Top Lao officials will have to give up the keys to their government-purchased BMW and Mercedes Benz automobiles as the politburo has decided that they can drive cheaper Toyotas instead.
The move comes as Lao Prime Minister Thongloun Sisoulith attempts to reign in corruption in the impoverished nation where high-raking officials have used the perquisites of office to motor around the country for free in 7-series BMWs and S-class Mercedes.
“[We] agree to return the luxury cars the state and lay them for a bid auction, the costs of which can cover three ordinary cars for officials of three positions,” Thongloun announced on Dec. 20.
Thongloun said the government will auction off the luxury vehicles and employees eligible to drive government vehicles will have to drive Toyota Camrys.
The Lao government fleet currently contains 30 Mercedes Benz automobiles, of which five are S-class or E-class automobiles, and eleven 7-series BMWs, according to an article in the Vientiane Times.
BMW 7-series and S-class Mercedes retail for around $100,000 in the U.S. The E-class Mercedes runs from around $53,000 to about $65,000 in the U.S.
Although big sedans make up the bulk of the luxury-car fleet, officials can also be spotted driving Toyota Land Cruisers, Prados and Fortuners and various makes of pickup truck.
In Laos, where the minimum wage is about $110 per month, luxury cars are a big status symbol.

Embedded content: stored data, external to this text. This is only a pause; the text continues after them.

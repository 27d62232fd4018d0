//! Texture catalog for the dungeon generation pipeline.
//!
//! # Overview
//!
//! `dungeonforge-tileset` provides [`TileCatalog`], a `(family id, sub id)`
//! keyed lookup from a resolved [`dungeonforge_bsp::TileLabel`] to the
//! pixel image that represents it. It doesn't know about any particular
//! map; it's built once (from a sprite sheet, or from
//! [`TileCatalog::solid_colors`] for tests and headless use) and handed to
//! the compositor by reference.
//!
//! # Usage
//!
//! ```
//! use dungeonforge_bsp::TileLabel;
//! use dungeonforge_tileset::TileCatalog;
//!
//! let catalog = TileCatalog::solid_colors(16, 16);
//! let ground = catalog.get(TileLabel::Ground).unwrap();
//! assert_eq!(ground.width(), 16);
//! ```

#![deny(missing_docs)]

mod catalog;
mod error;

pub use catalog::TileCatalog;
pub use error::{Result, TilesetError};
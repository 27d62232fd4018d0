//! Seedable random number generation for dungeon generation.
//!
//! # Overview
//!
//! `dungeonforge-random` wraps [`rand`] behind a single [`Rng`] type with
//! the handful of operations the generation pipeline needs: inclusive
//! integer ranges, unit floats, and weighted coin flips. The wrapper can
//! be backed by the thread-local source (ad hoc generation) or by a
//! seeded `StdRng` (reproducible generation, required for tests and for
//! the retry loop in `dungeonforge-bsp`).
//!
//! # Usage
//!
//! ```
//! use dungeonforge_random::Rng;
//!
//! let mut rng = Rng::with_seed(1);
//! let n = rng.range(1, 6); // a d6
//! assert!((1..=6).contains(&n));
//! ```

#![deny(missing_docs)]

mod rng;

pub use rng::Rng;
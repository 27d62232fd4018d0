//! Binary-space-partitioned procedural dungeon generation.
//!
//! # Overview
//!
//! [`Map::new`] runs the full pipeline over a rectangular grid: a BSP
//! partitioner carves the area into sections, each leaf section gets a
//! room, a four-direction ray sweep carves corridors (and their doors)
//! between rooms, walls are extracted around every room and hall, the
//! result is rasterised into a labelled tile grid, and a 3x3 template
//! filter resolves each wall cell's orientation. If the resulting layout
//! isn't fully connected, the whole pipeline reruns against the same
//! injected [`Rng`](dungeonforge_random::Rng) up to an internal retry
//! budget.
//!
//! # Usage
//!
//! ```
//! use dungeonforge_bsp::{GenOptions, Map};
//! use dungeonforge_random::Rng;
//!
//! let mut rng = Rng::with_seed(1);
//! let map = Map::new(80, 50, &GenOptions::default(), &mut rng).unwrap();
//! assert!(!map.rooms().is_empty());
//! ```

#![deny(missing_docs)]

mod connectivity;
mod corridor;
mod error;
mod ids;
mod map;
mod orientation;
mod raster;
mod room;
mod section;
mod tile;
mod wall;

pub use error::{BspError, Result};
pub use map::{GenOptions, Map};
pub use room::Door;
pub use section::SplitDirection;
pub use tile::{TileGrid, TileLabel};

pub use corridor::Hall;
pub use ids::{DoorId, HallId, RoomId, SectionId};
pub use room::Room;
pub use section::Section;
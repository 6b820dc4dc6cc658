//! Frame deserialization helpers.
//!
//! With the `tracing` feature, fields the typed model does not capture are logged
//! as warnings so backend protocol drift shows up in the logs instead of vanishing.

use serde::de::DeserializeOwned;
use serde_json::Value;

/// Deserialize `value` into `T`, warning about fields `T` ignores.
///
/// Unknown fields never fail deserialization. On failure the offending path is
/// logged at `error` level before the error is returned.
#[cfg(feature = "tracing")]
pub fn deserialize_with_warnings<T: DeserializeOwned>(value: Value) -> crate::Result<T> {
    use std::any::type_name;

    let original = value.clone();
    let mut ignored: Vec<String> = Vec::new();

    let result: T = serde_ignored::deserialize(value, |path| {
        ignored.push(path.to_string());
    })
    .inspect_err(|_| {
        let raw = original.to_string();
        let de = &mut serde_json::Deserializer::from_str(&raw);
        if let Err(path_err) = serde_path_to_error::deserialize::<_, T>(de) {
            let path = path_err.path().to_string();
            tracing::error!(
                type_name = %type_name::<T>(),
                path = %path,
                value = %describe(lookup(&original, &path)),
                error = %path_err.inner(),
                "frame deserialization failed"
            );
        }
    })?;

    for path in ignored {
        tracing::warn!(
            type_name = %type_name::<T>(),
            field = %path,
            value = %describe(lookup(&original, &path)),
            "unknown field in frame"
        );
    }

    Ok(result)
}

/// Pass-through deserialization when tracing is disabled.
#[cfg(not(feature = "tracing"))]
pub fn deserialize_with_warnings<T: DeserializeOwned>(value: Value) -> crate::Result<T> {
    Ok(serde_json::from_value(value)?)
}

/// Resolve a dotted path as reported by `serde_ignored` or `serde_path_to_error`.
///
/// `?` segments mark `Option` layers and are skipped; numeric segments index arrays.
#[cfg(feature = "tracing")]
fn lookup<'value>(root: &'value Value, path: &str) -> Option<&'value Value> {
    path.split(['.', '[', ']'])
        .filter(|segment| !segment.is_empty() && *segment != "?")
        .try_fold(root, |current, segment| match current {
            Value::Object(map) => map.get(segment),
            Value::Array(items) => items.get(segment.parse::<usize>().ok()?),
            _ => None,
        })
}

#[cfg(feature = "tracing")]
fn describe(value: Option<&Value>) -> String {
    value.map_or_else(|| "<unable to retrieve>".to_owned(), Value::to_string)
}
//! Follows one execution until the backend reports it complete.
//!
//! Run with tracing enabled:
//! ```sh
//! RUST_LOG=info,tokio_tungstenite=off cargo run --example stream_updates -- exec-1
//! ```
//!
//! Optionally log to a file:
//! ```sh
//! LOG_FILE=stream_updates.log RUST_LOG=info cargo run --example stream_updates -- exec-1
//! ```
//!
//! The backend is read from `AGENT_BACKEND_URL` and defaults to `http://localhost:8000`.

use std::fs::File;

use agent_realtime::realtime::{ClientEvent, Manager};
use futures::StreamExt as _;
use tracing::{info, warn};
use tracing_subscriber::EnvFilter;
use tracing_subscriber::layer::SubscriberExt as _;
use tracing_subscriber::util::SubscriberInitExt as _;

#[tokio::main]
async fn main() -> anyhow::Result<()> {
    if let Ok(path) = std::env::var("LOG_FILE") {
        let file = File::create(path)?;
        tracing_subscriber::registry()
            .with(EnvFilter::from_default_env())
            .with(
                tracing_subscriber::fmt::layer()
                    .with_writer(file)
                    .with_ansi(false),
            )
            .init();
    } else {
        tracing_subscriber::fmt::init();
    }

    let Some(target) = std::env::args().nth(1) else {
        anyhow::bail!("usage: stream_updates <message-id>");
    };

    let manager = Manager::from_env()?;
    let client = manager.get_client(&target, None)?;
    let mut events = Box::pin(client.events());
    client.connect().await?;
    info!(endpoint = client.endpoint(), "connected");

    while let Some(event) = events.next().await {
        match event {
            Ok(ClientEvent::StatusChanged(status)) => info!(%status, "status changed"),
            Ok(ClientEvent::Update(record)) => info!(
                message_id = %record.message_id,
                status = record.status(),
                stdout = record.stdout(),
                "update"
            ),
            Ok(ClientEvent::Completed(record)) if record.message_id == target => {
                info!(message_id = %record.message_id, status = record.status(), "completed");
                break;
            }
            Ok(ClientEvent::ReconnectFailed { attempts }) => {
                warn!(attempts, "reconnection gave up");
                break;
            }
            Ok(_) => {}
            Err(e) => warn!(error = %e, "event stream error"),
        }
    }

    manager.disconnect_all();
    Ok(())
}
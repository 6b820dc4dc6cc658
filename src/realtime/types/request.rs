use serde::Serialize;

/// Frame sent from the client to the backend.
#[non_exhaustive]
#[derive(Clone, Debug, PartialEq, Eq, Serialize)]
#[serde(tag = "type", rename_all = "snake_case")]
pub enum ClientFrame {
    /// Keep-alive ping; the backend answers with `pong`
    Ping,
    /// Start receiving updates for `message_id` on this socket
    Subscribe { message_id: String },
    /// Stop receiving updates for `message_id`
    Unsubscribe { message_id: String },
}

impl ClientFrame {
    #[must_use]
    pub fn subscribe<S: Into<String>>(message_id: S) -> Self {
        Self::Subscribe {
            message_id: message_id.into(),
        }
    }

    #[must_use]
    pub fn unsubscribe<S: Into<String>>(message_id: S) -> Self {
        Self::Unsubscribe {
            message_id: message_id.into(),
        }
    }

    /// Serialize into the JSON text carried by a WebSocket frame.
    pub fn to_json(&self) -> crate::Result<String> {
        Ok(serde_json::to_string(self)?)
    }
}
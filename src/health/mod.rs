//! REST health check for the agent backend.
//!
//! The non-streaming counterpart of the real-time channel: a plain `GET /health`,
//! optionally polled on an interval.

pub mod client;
pub mod types;

pub use client::Client;
//! Core traits for generic WebSocket infrastructure.

use super::error::WsError;

/// Receives lifecycle events from a socket spawned by [`super::connection::spawn`].
///
/// Every callback carries the generation the socket was spawned with, so a listener
/// that has since opened a newer socket can ignore events from a detached one.
/// Callbacks for one socket are delivered sequentially, in transport order, from that
/// socket's task. They must not block.
pub trait SocketListener: Send + Sync + 'static {
    /// The WebSocket handshake completed.
    fn on_open(&self, generation: u64);

    /// A text frame arrived.
    fn on_text(&self, generation: u64, text: &str);

    /// The socket failed. Always followed by [`SocketListener::on_close`].
    fn on_error(&self, generation: u64, error: WsError);

    /// The socket is gone, whether it closed cleanly or failed.
    fn on_close(&self, generation: u64);
}
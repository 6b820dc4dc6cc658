//! Real-time execution update client.
//!
//! A [`Client`] owns one WebSocket to the backend for a primary execution id and
//! can multiplex further ids on it. [`Manager`] keeps one client per id.
//!
//! # Example
//!
//! ```no_run
//! use agent_realtime::realtime::{ClientEvent, Manager};
//! use futures::StreamExt as _;
//!
//! # async fn run() -> agent_realtime::Result<()> {
//! let manager = Manager::from_env()?;
//! let client = manager.get_client("exec-1", None)?;
//! let mut events = Box::pin(client.events());
//!
//! client.connect().await?;
//! while let Some(event) = events.next().await {
//!     if let ClientEvent::Completed(record) = event? {
//!         println!("{} finished: {:?}", record.message_id, record.status());
//!         break;
//!     }
//! }
//! manager.disconnect_all();
//! # Ok(())
//! # }
//! ```

pub mod client;
pub mod dispatch;
pub mod manager;
pub mod types;

pub use client::Client;
pub use dispatch::ClientEvent;
pub use manager::Manager;
#![cfg_attr(doc, doc = include_str!("../README.md"))]

pub mod error;
#[cfg(feature = "health")]
pub mod health;
pub mod realtime;
pub(crate) mod serde_helpers;
pub mod ws;

use crate::error::Error;

pub type Result<T> = std::result::Result<T, Error>;

/// Environment variable holding the backend base URL, read by
/// [`realtime::Manager::from_env`].
pub const BASE_URL_VAR: &str = "AGENT_BACKEND_URL";

/// Backend base URL used when [`BASE_URL_VAR`] is unset.
pub const DEFAULT_BASE_URL: &str = "http://localhost:8000";

/// Reserved target id of the health-check channel.
pub const HEALTH_TARGET: &str = "health";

A luxury car with the blue government plate makes an even bigger statement.
“In Laos, state officials who drive the state-owned cars are considered as powerful persons, and their image is supposed to be accepted and upgraded in the eye of society,” a government official told RFA’s Lao Service.
Thongloun said the decision was not intended as a punishment, but is an effort to make the government operate more efficiently.
“To do this does not irritate or discourage officials in working or doing duties,” he said. “On one hand, officials in some sectors have many cars, but on the other hand officials with the same positions in other sectors do not have any cars.”
‘There are many loopholes for corruption’
The move could have a ripple effect as the Toyotas are cheaper to maintain and operate, but it’s unclear if Thongloun and the politburo will prevent government officials from other auto-related abuses.
Officials with the cars are often able to avoid paying for fuel and maintenance and they often keep the cars when they retire.
“The cost of gas and maintenance is not fixed in each governmental organization, and there are many loopholes for corruption,” a retired soldier who spoke on condition of anonymity told RFA.
“In addition, when those officials retired they do not return the cars to the state, but they take them,” the soldier said. “When the new officials come they must buy new ones.”
An official who worked on the government automobile policy told RFA that the amendment to Prime Ministerial Decree No. 81 that governs the use of state vehicles for leadership services seeks to cut spending on vehicle purchases and related costs such as petrol.
Politburo members are entitled to drive a Toyota Camry 3.0, ministers are entitled to a Camry 2.5, and deputy ministers may drive a Camry 2.0, the official said.
While government officials will have to give up the cache that comes with driving a BMW or a Mercedes, in Laos the Camry is still considered a really nice car.
In the U.S., the top-of-the line Toyota Camry XLE that comes with the standard leather interior and the optional 3.0 liter engine and minimal accessories lists for around $32,000.